Kasisomayajula “Vish” Viswanath, professor of health communication, Department of Social and Behavioral Sciences

Q: There has been an uptick of measles, whooping cough, and other infections in the United States. Many of these infections, which are routinely prevented by childhood immunizations, have been traced to pockets of communities where parents either refuse or delay childhood vaccination. A study published in March in Pediatrics found that more than 70 percent of children’s physicians have agreed to parents’ requests to delay vaccination—even though the doctors believe it puts children at risk. How can public health best make its case for childhood vaccination?

A: Two messages seem to be getting lost in the current discussion. One is that most parents in the United States—well over 90 percent—get their children vaccinated.

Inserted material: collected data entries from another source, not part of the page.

//! Application layer
//!
//! Contains use cases and service orchestration.
//! Services coordinate between domain entities, ports, and external systems.

pub mod appointment_service;
pub mod inventory_service;
pub mod request_service;
pub mod user_service;

pub use appointment_service::{AppointmentService, AppointmentView};
pub use inventory_service::{InventoryService, InventoryView};
pub use request_service::{RequestService, RequestView};
pub use user_service::{generate_session_token, hash_session_token, RegisterUser, UserService};
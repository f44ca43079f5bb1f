//! Domain entities
//!
//! Pure domain models representing core business concepts.
//! These are separate from the SeaORM entities in the `entity` module.

pub mod appointment;
pub mod blood_type;
pub mod hospital;
pub mod inventory;
pub mod request;
pub mod user;

pub use appointment::{
    Appointment, AppointmentId, AppointmentStatus, NewAppointment, UpdateAppointment,
};
pub use blood_type::{BloodType, BloodTypeId, NewBloodType};
pub use hospital::{Hospital, HospitalId, NewHospital};
pub use inventory::{BloodInventory, BloodInventoryId, NewBloodInventory};
pub use request::{NewRequest, Request, RequestId};
pub use user::{NewUser, UpdateUser, User, UserId};
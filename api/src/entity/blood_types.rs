use sea_orm::entity::prelude::*;

#[derive(Clone, Debug, PartialEq, Eq, DeriveEntityModel)]
#[sea_orm(table_name = "blood_types")]
pub struct Model {
    #[sea_orm(primary_key)]
    pub id: i32,
    pub name: String,
}

#[derive(Copy, Clone, Debug, EnumIter, DeriveRelation)]
pub enum Relation {}

impl ActiveModelBehavior for ActiveModel {}
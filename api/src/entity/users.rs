use sea_orm::entity::prelude::*;

#[derive(Clone, Debug, PartialEq, Eq, DeriveEntityModel)]
#[sea_orm(table_name = "users")]
pub struct Model {
    #[sea_orm(primary_key)]
    pub id: i32,
    pub first_name: String,
    pub last_name: String,
    pub user_name: String,
    pub email: String,
    pub phone_number: String,
    pub gender: String,
    pub address: String,
    pub create_date: DateTimeWithTimeZone,
    pub update_date: DateTimeWithTimeZone,
    pub last_donation_date: Option<DateTimeWithTimeZone>,
    pub date_of_birth: DateTimeWithTimeZone,
    pub user_type: String,
    pub blood_type: String,
    pub password_hash: String,
    pub session_token_hash: Option<String>,
}

#[derive(Copy, Clone, Debug, EnumIter, DeriveRelation)]
pub enum Relation {}

impl ActiveModelBehavior for ActiveModel {}
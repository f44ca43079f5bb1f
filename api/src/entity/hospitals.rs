use sea_orm::entity::prelude::*;

#[derive(Clone, Debug, PartialEq, Eq, DeriveEntityModel)]
#[sea_orm(table_name = "hospitals")]
pub struct Model {
    #[sea_orm(primary_key)]
    pub id: i32,
    pub name: String,
    pub address: String,
    pub phone: String,
    pub email: String,
}

#[derive(Copy, Clone, Debug, EnumIter, DeriveRelation)]
pub enum Relation {}

impl ActiveModelBehavior for ActiveModel {}
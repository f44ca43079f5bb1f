//! Hospital domain entity

use serde::{Deserialize, Serialize};

/// Unique identifier for a hospital, assigned by the store
#[derive(Debug, Clone, Copy, PartialEq, Eq, Hash, Serialize, Deserialize)]
pub struct HospitalId(pub i32);

impl From<i32> for HospitalId {
    fn from(id: i32) -> Self {
        Self(id)
    }
}

impl std::fmt::Display for HospitalId {
    fn fmt(&self, f: &mut std::fmt::Formatter<'_>) -> std::fmt::Result {
        write!(f, "{}", self.0)
    }
}

/// A hospital holding blood inventory and hosting appointments
#[derive(Debug, Clone, Serialize)]
pub struct Hospital {
    pub id: HospitalId,
    pub name: String,
    pub address: String,
    pub phone: String,
    pub email: String,
}

/// Data needed to create a new hospital
#[derive(Debug, Clone)]
pub struct NewHospital {
    pub name: String,
    pub address: String,
    pub phone: String,
    pub email: String,
}
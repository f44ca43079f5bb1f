//! User handlers
//!
//! Registration and profile endpoints. Registration answers with the user
//! and a one-time session token; the token is never retrievable again.

use axum::{
    extract::{Path, State},
    http::StatusCode,
    Json,
};
use chrono::{DateTime, Utc};
use serde::{Deserialize, Serialize};

use crate::app::RegisterUser;
use crate::domain::entities::{UpdateUser, User, UserId};
use crate::error::AppError;
use crate::response::ApiResponse;
use crate::AppState;

/// Request body for registering a user
#[derive(Debug, Deserialize)]
pub struct RegisterRequest {
    pub first_name: String,
    pub last_name: String,
    pub user_name: String,
    pub password: String,
    #[serde(default)]
    pub email: String,
    #[serde(default)]
    pub phone_number: String,
    #[serde(default)]
    pub gender: String,
    #[serde(default)]
    pub address: String,
    pub last_donation_date: Option<DateTime<Utc>>,
    pub date_of_birth: DateTime<Utc>,
    pub user_type: String,
    #[serde(default)]
    pub blood_type: String,
}

/// Response for a successful registration
#[derive(Debug, Serialize)]
pub struct RegisterResponse {
    pub user: User,
    /// Shown once; only its hash is stored
    pub session_token: String,
}

/// Request body for overwriting a user profile
#[derive(Debug, Deserialize)]
pub struct UpdateUserRequest {
    pub first_name: String,
    pub last_name: String,
    pub user_name: String,
    pub email: String,
    pub phone_number: String,
    pub gender: String,
    pub address: String,
    pub last_donation_date: Option<DateTime<Utc>>,
    pub date_of_birth: DateTime<Utc>,
    pub user_type: String,
    pub blood_type: String,
}

/// POST /api/users
pub async fn register(
    State(state): State<AppState>,
    Json(request): Json<RegisterRequest>,
) -> Result<(StatusCode, Json<ApiResponse<RegisterResponse>>), AppError> {
    let (user, session_token) = state
        .user_service
        .register(RegisterUser {
            first_name: request.first_name,
            last_name: request.last_name,
            user_name: request.user_name,
            password: request.password,
            email: request.email,
            phone_number: request.phone_number,
            gender: request.gender,
            address: request.address,
            last_donation_date: request.last_donation_date,
            date_of_birth: request.date_of_birth,
            user_type: request.user_type,
            blood_type: request.blood_type,
        })
        .await?;

    Ok((
        StatusCode::CREATED,
        Json(ApiResponse::new(RegisterResponse {
            user,
            session_token,
        })),
    ))
}

/// GET /api/users
pub async fn list_users(
    State(state): State<AppState>,
) -> Result<Json<ApiResponse<Vec<User>>>, AppError> {
    let users = state.user_service.list().await?;
    Ok(Json(ApiResponse::new(users)))
}

/// GET /api/users/:id
///
/// An absent id answers 200 with a null payload.
pub async fn get_user(
    State(state): State<AppState>,
    Path(id): Path<i32>,
) -> Result<Json<ApiResponse<Option<User>>>, AppError> {
    let user = state.user_service.get(&UserId(id)).await?;
    Ok(Json(ApiResponse::new(user)))
}

/// PUT /api/users/:id
pub async fn update_user(
    State(state): State<AppState>,
    Path(id): Path<i32>,
    Json(request): Json<UpdateUserRequest>,
) -> Result<Json<ApiResponse<User>>, AppError> {
    let updated = state
        .user_service
        .update(
            &UserId(id),
            UpdateUser {
                first_name: request.first_name,
                last_name: request.last_name,
                user_name: request.user_name,
                email: request.email,
                phone_number: request.phone_number,
                gender: request.gender,
                address: request.address,
                last_donation_date: request.last_donation_date,
                date_of_birth: request.date_of_birth,
                user_type: request.user_type,
                blood_type: request.blood_type,
            },
        )
        .await?;
    Ok(Json(ApiResponse::new(updated)))
}

/// DELETE /api/users/:id
pub async fn delete_user(
    State(state): State<AppState>,
    Path(id): Path<i32>,
) -> Result<Json<ApiResponse<bool>>, AppError> {
    state.user_service.delete(&UserId(id)).await?;
    Ok(Json(ApiResponse::new(true)))
}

Vaccination is the norm. The media imply that there are two sides to this story when there aren’t. Rather, a tiny group that opposes vaccination is receiving a disproportionate share of media attention, sowing doubt where there is none. There is only one, dominant scientific side and most everyone believes it. Second, some parents do have concerns about vaccines and their possible adverse impacts—but they still get their children vaccinated. These parents are not anti-vaccine. Parents should ask questions about any medical procedure that affects their children. Just providing facts and numbers is not the most effective way to communicate. So why don’t we in public health tell more stories? First, because we have taken the success of childhood immunization for granted. Second, because of that success, there are very few emotional stories to draw on. In the early 1960s, I could have easily recited a sad story about an unvaccinated child contracting polio in the U.S., but today I can’t. Yet an anti vaccine group can take a compelling story about an autistic child and make specious causal attributions to vaccines, based on fraudulent research. We must not let that kind of flawed science go uncontested—and the media, frankly, have a responsibility to stop reporting it.